Só os pais de crianças com necessidades educativas especiais, ou quem trabalha com elas de perto, sabe como por vezes o esforço que fazem para não perderem a carruagem. Como é um desafio lidar com as suas dificuldades, com a sua frustração e tristeza quando sentem que são diferentes da maioria. Como também eles próprios sofrem ao assistir à injustiça de para uns ser tão simples chegar onde os esperam e para outros essa caminhada ser tão mais esforçada.
Sem dúvida que nos dias que correm estamos muito mais atentos às dificuldades de cada criança e muitas vezes, logo em pequenas, os educadores, em conjunto com os pais, sinalizam-nas para que possam ser ajudadas. Por vezes os alertas e diagnósticos são até excessivos. Em contrapartida, são poucos os que passam despercebidos como acontecia antigamente, quando crianças com dislexia eram rotuladas de ‘burras’ e carregavam sozinhas esse preconceito, ao mesmo tempo que tentavam com muita dificuldade acompanhar os outros.
A questão hoje já não é a identificação do problema, mas a forma de o solucionar. Infelizmente a maioria das escolas públicas não só ainda não estão preparadas para lidar com crianças para as quais a aprendizagem é mais difícil, como por vezes não possibilitam que estas possam ter o apoio extra de que necessitam. O número de professores de apoio especial e de terapeutas disponíveis para estas escolas é assustadoramente insuficiente e por melhor que esteja elaborado o programa educativo individual para cada criança, o acesso aos apoios nem sempre é fácil. Por exemplo, um menino pode ter indicação para terapia da fala, mas se não houver um terapeuta disponível, fica sem a dita terapia.
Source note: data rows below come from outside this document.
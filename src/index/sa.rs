use crate::error::{IndexError, Result};

/// 构建后缀数组（倍增法，O(n log² n)）。
///
/// 输入为编码后的文本（0 为哨兵），返回按字典序排列的后缀起点。
/// 本层不检查哨兵唯一性：多个 0 也能得到正确的排序，唯一性由字母表层保证。
pub fn build_sa(text: &[u8]) -> Vec<u32> {
    let n = text.len();
    if n == 0 {
        return Vec::new();
    }
    let mut sa: Vec<usize> = (0..n).collect();
    let mut rank: Vec<i64> = text.iter().map(|&b| i64::from(b)).collect();
    let mut next_rank: Vec<i64> = vec![0; n];

    let mut k = 1usize;
    loop {
        // 以 (rank[i], rank[i + k]) 为键；越过文本末尾的后半段记为 -1
        let key = |i: usize, rank: &[i64]| (rank[i], if i + k < n { rank[i + k] } else { -1 });
        sa.sort_unstable_by_key(|&i| key(i, &rank[..]));

        next_rank[sa[0]] = 0;
        for w in 1..n {
            let (a, b) = (sa[w - 1], sa[w]);
            let bump = i64::from(key(a, &rank[..]) != key(b, &rank[..]));
            next_rank[b] = next_rank[a] + bump;
        }
        std::mem::swap(&mut rank, &mut next_rank);

        // 所有 rank 互不相同时排序完成
        if rank[sa[n - 1]] as usize == n - 1 || k >= n {
            break;
        }
        k <<= 1;
    }

    sa.into_iter().map(|x| x as u32).collect()
}

/// 后缀数组以 u32 存储，超长文本在构建前拒绝。
pub fn check_len(len: usize) -> Result<()> {
    if len > u32::MAX as usize {
        return Err(IndexError::TextTooLong { len });
    }
    Ok(())
}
Isto acontece muito mais do que era desejável.
O facto de estarmos mais atentos faz com que haja mais pedidos de apoios, mas o número de técnicos não aumenta proporcionalmente. Pior, devido sobretudo à falta de condições físicas, mas também à filosofia ou flexibilidade de cada agrupamento, na maioria destes estabelecimentos de ensino, mesmo na ausência de um terapeuta disponível, é proibida a entrada de terapeutas particulares. Muitas vezes as escolas alegam que a criança pode ter esse apoio em casa ou no consultório, mas não é a mesma coisa. O trabalho com estes alunos tem de ser feito multidisciplinarmente, de uma forma uniformizada e coerente, que só se consegue num contacto próximo e regular de toda a equipa.
Neste aspeto, é difícil não pensar que as crianças de níveis sociais mais baixos serão necessariamente prejudicadas. Sendo que muitas vezes estão também em desvantagem devido à baixa escolaridade dos pais e à falta de condições e de estímulos de aprendizagem em casa.
E, como um mal nunca vem só, temos também um sistema de ensino que não é amigo de casos únicos, diferentes ou especiais. A maioria das escolas veem-se obrigadas a ensinar as crianças em rebanho, partindo do princípio de que todas têm as mesmas capacidades e objetivos. Todas as crianças deviam poder sentir que são boas e especiais em alguma coisa. Não é por serem menos boas naquilo que esperamos delas que não têm capacidades escondidas, inesperadas e surpreendentes. Mas nem todas têm a sorte de encontrar alguém suficientemente atento e disponível para descobrir essas capacidades. E passam a vida a tentar apanhar o rebanho sem poderem alguma vez brilhar.
Como se pode falar em ensino inclusivo quando esperamos que crianças com diferentes capacidades e gostos possam cumprir programas por vezes tão abstratos e específicos? Será justo obrigá-las a passar a sua idade escolar a sentir que estão aquém das expectativas dos outros, a ficar sempre para trás, a ter as piores notas? Não é isso que entendo por inclusão, uma palavra tão em voga nos dias que correm.